In this case, we find that colocating the context file with other files that belong to the same context is going to help exploration. Contrast how it works now:
We find the first easier to explore if the files are all in one place. Chris even had to “cheat” in his presentation by making those files visually together while most tree viewers wouldn’t put them side by side. And yes, the idea is transferable to the whole ecosystem.
Therefore it is totally fine if you follow Phoenix conventions elsewhere, especially if you believe they lead to a better code structure. And if you want to try other approaches than the ones mentioned above, then discuss it with your team and go ahead with your changes if you are in agreement.
Just tried out the generators with a small project. One thing that I was confused by, was prefixing the table names with the bounded context name. I have the following migration which was created by: mix phx.gen.html Builder Repository repositories url:string ssg:string
defmodule Staticrail.Repo.Migrations.CreateStaticrail.Builder.Repository do
def change do
create table(:builder_repositories) do
add :url, :string
add :ssg, :string
I wasn’t expecting the table names to be prefixed as these are the concrete version of the entities. We could have different views of these entities through different bounded contexts. I am not completely sure if it is a bug or if the table was intentionally named this way. The fix for this for me was simple, I just removed the :builder prefix in the migration. Not sure how others think about this.
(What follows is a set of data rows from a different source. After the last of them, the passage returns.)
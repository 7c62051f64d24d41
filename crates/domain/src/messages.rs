//! Queue message schema.
//!
//! Every message carries a `schema_version`. Messages without one are read as
//! version 1; messages from a newer schema are rejected instead of being
//! half-understood.

use serde::de::DeserializeOwned;
use serde::{Deserialize, Serialize};

use crate::OrderId;
use crate::error::{MessageError, ValidationError};
use crate::requests::ProcessPayment;
use crate::status::PaymentStatus;

/// Current version of the message schema.
pub const SCHEMA_VERSION: u32 = 1;

fn current_schema_version() -> u32 {
    SCHEMA_VERSION
}

/// A message exchanged between services over a queue.
pub trait Message: Serialize + DeserializeOwned {
    /// Human-readable message kind, used in errors and logs.
    const KIND: &'static str;

    /// Returns the schema version the message was written with.
    fn schema_version(&self) -> u32;

    /// Decodes a message body, rejecting unknown schema versions.
    fn decode(body: &str) -> Result<Self, MessageError> {
        let message: Self = serde_json::from_str(body).map_err(|source| MessageError::Malformed {
            kind: Self::KIND,
            source,
        })?;

        let version = message.schema_version();
        if version > SCHEMA_VERSION {
            return Err(MessageError::UnsupportedVersion {
                kind: Self::KIND,
                version,
            });
        }
        Ok(message)
    }

    /// Encodes the message as a JSON body.
    fn encode(&self) -> Result<String, MessageError> {
        Ok(serde_json::to_string(self)?)
    }
}

/// Published by order intake onto the payment-request queue.
#[derive(Debug, Clone, PartialEq, Eq, Serialize, Deserialize)]
pub struct OrderCreatedMessage {
    #[serde(default = "current_schema_version")]
    pub schema_version: u32,
    pub order_id: OrderId,
    pub total_price: u64,
    /// Payment status of the order; absent means `pending`.
    ///
    /// Publishers that copy the order's own status send `incomplete`, which
    /// is read as `pending`.
    #[serde(
        default,
        deserialize_with = "deserialize_order_payment_status",
        skip_serializing_if = "Option::is_none"
    )]
    pub status: Option<PaymentStatus>,
}

/// Status values accepted on an order-created message.
#[derive(Deserialize)]
#[serde(rename_all = "snake_case")]
enum OrderCreatedStatus {
    Pending,
    Incomplete,
    Completed,
    Failed,
}

fn deserialize_order_payment_status<'de, D>(
    deserializer: D,
) -> Result<Option<PaymentStatus>, D::Error>
where
    D: serde::Deserializer<'de>,
{
    let status = Option::<OrderCreatedStatus>::deserialize(deserializer)?;
    Ok(status.map(|status| match status {
        OrderCreatedStatus::Pending | OrderCreatedStatus::Incomplete => PaymentStatus::Pending,
        OrderCreatedStatus::Completed => PaymentStatus::Completed,
        OrderCreatedStatus::Failed => PaymentStatus::Failed,
    }))
}

impl OrderCreatedMessage {
    /// Creates the message for a freshly created order.
    pub fn new(order_id: OrderId, total_price: u64) -> Self {
        Self {
            schema_version: SCHEMA_VERSION,
            order_id,
            total_price,
            status: None,
        }
    }

    /// Returns the payment status, defaulting a missing one to `pending`.
    pub fn payment_status(&self) -> PaymentStatus {
        self.status.unwrap_or_default()
    }

    /// Turns the message into a payment instruction.
    ///
    /// Applies the same rules as a direct payment request.
    pub fn into_command(self) -> Result<ProcessPayment, ValidationError> {
        if self.order_id.is_empty() {
            return Err(ValidationError::OrderId);
        }
        if self.payment_status() != PaymentStatus::Pending {
            return Err(ValidationError::Status);
        }
        Ok(ProcessPayment::new(self.order_id))
    }
}

impl Message for OrderCreatedMessage {
    const KIND: &'static str = "order-created";

    fn schema_version(&self) -> u32 {
        self.schema_version
    }
}

/// Published by payment processing onto the order-status queue.
#[derive(Debug, Clone, PartialEq, Eq, Serialize, Deserialize)]
pub struct PaymentCompletedMessage {
    #[serde(default = "current_schema_version")]
    pub schema_version: u32,
    pub order_id: OrderId,
    pub status: PaymentStatus,
}

impl PaymentCompletedMessage {
    /// Creates the message announcing a completed payment.
    pub fn completed(order_id: OrderId) -> Self {
        Self {
            schema_version: SCHEMA_VERSION,
            order_id,
            status: PaymentStatus::Completed,
        }
    }

    /// Returns true if the message should drive the order forward.
    pub fn is_completed(&self) -> bool {
        self.status == PaymentStatus::Completed
    }
}

impl Message for PaymentCompletedMessage {
    const KIND: &'static str = "payment-completed";

    fn schema_version(&self) -> u32 {
        self.schema_version
    }
}

#[cfg(test)]
mod tests {
    use super::*;

    #[test]
    fn test_order_created_wire_format() {
        let message = OrderCreatedMessage::new(OrderId::new("o-1"), 500);
        let body = message.encode().unwrap();
        assert_eq!(
            body,
            r#"{"schema_version":1,"order_id":"o-1","total_price":500}"#
        );
    }

    #[test]
    fn test_order_created_accepts_both_shapes() {
        let without_status = OrderCreatedMessage::decode(r#"{"order_id":"o-1","total_price":500}"#)
            .unwrap();
        assert_eq!(without_status.schema_version, SCHEMA_VERSION);
        assert_eq!(without_status.payment_status(), PaymentStatus::Pending);

        let with_status = OrderCreatedMessage::decode(
            r#"{"order_id":"o-1","total_price":500,"status":"pending"}"#,
        )
        .unwrap();
        assert_eq!(with_status.status, Some(PaymentStatus::Pending));
    }

    #[test]
    fn test_order_created_reads_incomplete_as_pending() {
        let message = OrderCreatedMessage::decode(
            r#"{"order_id":"o-1","total_price":500,"status":"incomplete"}"#,
        )
        .unwrap();
        assert_eq!(message.payment_status(), PaymentStatus::Pending);
        assert_eq!(message.into_command().unwrap().order_id.as_str(), "o-1");

        let settled = OrderCreatedMessage::decode(
            r#"{"order_id":"o-1","total_price":500,"status":"completed"}"#,
        )
        .unwrap();
        assert_eq!(settled.into_command().unwrap_err(), ValidationError::Status);

        let explicit_null =
            OrderCreatedMessage::decode(r#"{"order_id":"o-1","total_price":500,"status":null}"#)
                .unwrap();
        assert_eq!(explicit_null.status, None);

        let err = OrderCreatedMessage::decode(
            r#"{"order_id":"o-1","total_price":500,"status":"shipped"}"#,
        )
        .unwrap_err();
        assert!(matches!(err, MessageError::Malformed { .. }));
    }

    #[test]
    fn test_order_created_into_command() {
        let cmd = OrderCreatedMessage::new(OrderId::new("o-1"), 500)
            .into_command()
            .unwrap();
        assert_eq!(cmd.order_id.as_str(), "o-1");

        let mut settled = OrderCreatedMessage::new(OrderId::new("o-1"), 500);
        settled.status = Some(PaymentStatus::Completed);
        assert_eq!(settled.into_command().unwrap_err(), ValidationError::Status);

        let anonymous = OrderCreatedMessage::new(OrderId::new(""), 500);
        assert_eq!(anonymous.into_command().unwrap_err(), ValidationError::OrderId);
    }

    #[test]
    fn test_payment_completed_wire_format() {
        let message = PaymentCompletedMessage::completed(OrderId::new("o-1"));
        assert!(message.is_completed());
        assert_eq!(
            message.encode().unwrap(),
            r#"{"schema_version":1,"order_id":"o-1","status":"completed"}"#
        );

        let failed =
            PaymentCompletedMessage::decode(r#"{"order_id":"o-1","status":"failed"}"#).unwrap();
        assert!(!failed.is_completed());
    }

    #[test]
    fn test_malformed_message() {
        let err = PaymentCompletedMessage::decode("{{garbage").unwrap_err();
        assert!(matches!(
            err,
            MessageError::Malformed {
                kind: "payment-completed",
                ..
            }
        ));

        let err = PaymentCompletedMessage::decode(r#"{"order_id":"o-1","status":"lost"}"#)
            .unwrap_err();
        assert!(matches!(err, MessageError::Malformed { .. }));
    }

    #[test]
    fn test_newer_schema_is_rejected() {
        let err = OrderCreatedMessage::decode(
            r#"{"schema_version":2,"order_id":"o-1","total_price":500}"#,
        )
        .unwrap_err();
        assert!(matches!(
            err,
            MessageError::UnsupportedVersion {
                kind: "order-created",
                version: 2
            }
        ));
    }
}
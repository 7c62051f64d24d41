use std::time::Duration;

use async_trait::async_trait;
use sqlx::{PgPool, Row, postgres::PgRow};
use uuid::Uuid;

use crate::{
    DEFAULT_VISIBILITY_TIMEOUT, MessageId, MessageQueue, QueueError, ReceivedMessage, Result,
};

/// PostgreSQL-backed queue.
///
/// All queues share the `queue_messages` table and are told apart by
/// `queue_name`. Receiving claims rows with `FOR UPDATE SKIP LOCKED`, so any
/// number of consumers can poll the same queue concurrently without handing
/// out the same message twice within one visibility window.
#[derive(Clone)]
pub struct PostgresQueue {
    pool: PgPool,
    name: String,
    visibility_timeout: Duration,
}

impl PostgresQueue {
    /// Creates a queue handle over an existing connection pool.
    pub fn new(pool: PgPool, name: impl Into<String>) -> Self {
        Self {
            pool,
            name: name.into(),
            visibility_timeout: DEFAULT_VISIBILITY_TIMEOUT,
        }
    }

    /// Sets the visibility timeout applied to received messages.
    pub fn with_visibility_timeout(mut self, timeout: Duration) -> Self {
        self.visibility_timeout = timeout;
        self
    }

    /// Gets a reference to the underlying connection pool.
    pub fn pool(&self) -> &PgPool {
        &self.pool
    }

    /// Returns the number of unacknowledged messages on this queue.
    pub async fn depth(&self) -> Result<i64> {
        let depth: i64 =
            sqlx::query_scalar("SELECT COUNT(*) FROM queue_messages WHERE queue_name = $1")
                .bind(&self.name)
                .fetch_one(&self.pool)
                .await?;
        Ok(depth)
    }

    fn row_to_message(row: PgRow) -> Result<ReceivedMessage> {
        let id: i64 = row.try_get("id")?;
        let receipt: Uuid = row.try_get("receipt")?;
        let receive_count: i32 = row.try_get("receive_count")?;

        Ok(ReceivedMessage {
            message_id: MessageId::new(id.to_string()),
            receipt: receipt.to_string(),
            body: row.try_get("body")?,
            receive_count: u32::try_from(receive_count).unwrap_or(0),
        })
    }

    fn delivery_key(&self, message: &ReceivedMessage) -> Result<(i64, Uuid)> {
        let id = message.message_id.as_str().parse::<i64>().ok();
        let receipt = Uuid::parse_str(&message.receipt).ok();
        id.zip(receipt).ok_or_else(|| QueueError::UnknownReceipt {
            queue: self.name.clone(),
            message_id: message.message_id.clone(),
        })
    }
}

#[async_trait]
impl MessageQueue for PostgresQueue {
    fn queue_name(&self) -> &str {
        &self.name
    }

    async fn send(&self, body: String) -> Result<MessageId> {
        let id: i64 = sqlx::query_scalar(
            "INSERT INTO queue_messages (queue_name, body) VALUES ($1, $2) RETURNING id",
        )
        .bind(&self.name)
        .bind(body)
        .fetch_one(&self.pool)
        .await?;

        metrics::counter!("queue_messages_sent_total", "queue" => self.name.clone()).increment(1);
        Ok(MessageId::new(id.to_string()))
    }

    async fn receive(&self, max_messages: usize) -> Result<Vec<ReceivedMessage>> {
        let limit = i64::try_from(max_messages).unwrap_or(i64::MAX);
        let rows = sqlx::query(
            r#"
            UPDATE queue_messages
            SET receive_count = receive_count + 1,
                receipt = gen_random_uuid(),
                visible_at = NOW() + make_interval(secs => $3)
            WHERE id IN (
                SELECT id FROM queue_messages
                WHERE queue_name = $1 AND visible_at <= NOW()
                ORDER BY id
                LIMIT $2
                FOR UPDATE SKIP LOCKED
            )
            RETURNING id, body, receive_count, receipt
            "#,
        )
        .bind(&self.name)
        .bind(limit)
        .bind(self.visibility_timeout.as_secs_f64())
        .fetch_all(&self.pool)
        .await?;

        let mut messages = rows
            .into_iter()
            .map(Self::row_to_message)
            .collect::<Result<Vec<_>>>()?;
        messages.sort_by_key(|m| m.message_id.as_str().parse::<i64>().unwrap_or(i64::MAX));
        if !messages.is_empty() {
            tracing::debug!(queue = %self.name, count = messages.len(), "claimed messages");
        }
        Ok(messages)
    }

    async fn ack(&self, message: &ReceivedMessage) -> Result<()> {
        let (id, receipt) = self.delivery_key(message)?;
        let result = sqlx::query("DELETE FROM queue_messages WHERE id = $1 AND receipt = $2")
            .bind(id)
            .bind(receipt)
            .execute(&self.pool)
            .await?;

        if result.rows_affected() == 0 {
            return Err(QueueError::UnknownReceipt {
                queue: self.name.clone(),
                message_id: message.message_id.clone(),
            });
        }
        tracing::debug!(queue = %self.name, message_id = %message.message_id, "message acknowledged");
        Ok(())
    }

    async fn release(&self, message: &ReceivedMessage) -> Result<()> {
        let (id, receipt) = self.delivery_key(message)?;
        let result = sqlx::query(
            "UPDATE queue_messages SET visible_at = NOW(), receipt = NULL WHERE id = $1 AND receipt = $2",
        )
        .bind(id)
        .bind(receipt)
        .execute(&self.pool)
        .await?;

        if result.rows_affected() == 0 {
            return Err(QueueError::UnknownReceipt {
                queue: self.name.clone(),
                message_id: message.message_id.clone(),
            });
        }
        tracing::debug!(
            queue = %self.name,
            message_id = %message.message_id,
            receive_count = message.receive_count,
            "message released for redelivery"
        );
        Ok(())
    }
}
It is intentionally named this way, as mentioned in mix help phx.gen.html, to drive the point home they belong to a particular context. You can customize it from the generators with the --table switch as well.
You need to run it from the _web app in your umbrella. However it will put the context in the wrong place, there is an open issue to fix that.
I like the old way much more but I think I will put all new files inside Services directory and keep old style or rename accounts.ex to service.ex, from my point of view accounts/accounts.ex should stay outside the accounts folder, you can consider folders as namespaces.
I think one of the reasons people are so thrilled about this release because it shows just how self-assured Phoenix is and how it does not feel the need to ‘take over’ your entire app (as many other frameworks do). Instead it is doing everything it can to complement, support and strengthen Elixir. This kind of cohesion is just awesome and I think it really resonates with people
In my experience I have found that Pragprog offer free upgrades unless it is a major rewrite of the book (usually in accordance with a major new version of the language/framework). But even that isn’t always strictly true (and is just a guess) - when I got Programming Ruby 1.9 they gave me PR2.0 free, when I got Agile Web Dev with Rails 3, they gave AWDWR 4 free. I don’t think I have ever paid for an upgrade tbh and I think this is one of the reasons why they sell so many more books than other publishers - many of us buy them knowing we want to read them at some point, rather than immediately, and are happy in the knowledge that we’ll probably get the latest version when we are ready for it (within reason).
Having said that, this is just a guess based on my experience - if in doubt email Pragprog.